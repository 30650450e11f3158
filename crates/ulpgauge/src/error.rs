//! Error taxonomy.
//!
//! Numeric and categorical disagreements are never errors — they are
//! verdict entries, and a run always visits every vector. The types
//! here cover what *is* fatal: structural mismatches between a table
//! and the routine it is paired with, unusable suite files, and
//! floating-point environment calls the platform rejected.

use thiserror::Error;

use crate::fenv::RoundingMode;
use crate::precision::PrecisionKind;
use crate::table::Shape;

/// Fatal pairing/structure errors inside the engine.
#[derive(Debug, Error)]
pub enum EngineError {
    #[error("table `{function}` is {table} but the routine under test is {routine}")]
    ShapeMismatch {
        function: String,
        table: Shape,
        routine: Shape,
    },

    #[error("vector {index} does not match the declared {shape} shape")]
    MalformedEntry { index: usize, shape: Shape },
}

/// Errors loading or compiling a suite file.
#[derive(Debug, Error)]
pub enum SuiteError {
    #[error("failed to read suite file: {0}")]
    Io(#[from] std::io::Error),

    #[error("failed to parse suite YAML: {0}")]
    Yaml(#[from] serde_yaml::Error),

    #[error("vector {index}: `{text}` is not a valid {precision} operand")]
    BadOperand {
        index: usize,
        text: String,
        precision: PrecisionKind,
    },

    #[error("suite failed structural validation with {errors} error(s)")]
    Invalid { errors: usize },

    #[error(transparent)]
    Engine(#[from] EngineError),
}

/// Floating-point environment call failure.
#[derive(Debug, Error)]
pub enum FenvError {
    #[error("the platform rejected rounding mode {mode}")]
    SetRound { mode: RoundingMode },
}

/// How serious a validation finding is.
#[derive(Debug, Clone, Copy, PartialEq, Eq)]
pub enum Severity {
    Error,
    Warning,
    Info,
}

/// One structural finding from suite validation.
#[derive(Debug, Clone)]
pub struct Violation {
    pub severity: Severity,
    pub rule: String,
    pub message: String,
}

impl std::fmt::Display for Violation {
    fn fmt(&self, f: &mut std::fmt::Formatter<'_>) -> std::fmt::Result {
        let prefix = match self.severity {
            Severity::Error => "ERROR",
            Severity::Warning => "WARN",
            Severity::Info => "INFO",
        };
        write!(f, "[{prefix}] {}: {}", self.rule, self.message)
    }
}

========================

#### Exercise instructions
Whichever lines of the material hold the word "platform", find and copy them.

#### Response
//! floating-point environment calls the platform rejected.
    #[error("the platform rejected rounding mode {mode}")]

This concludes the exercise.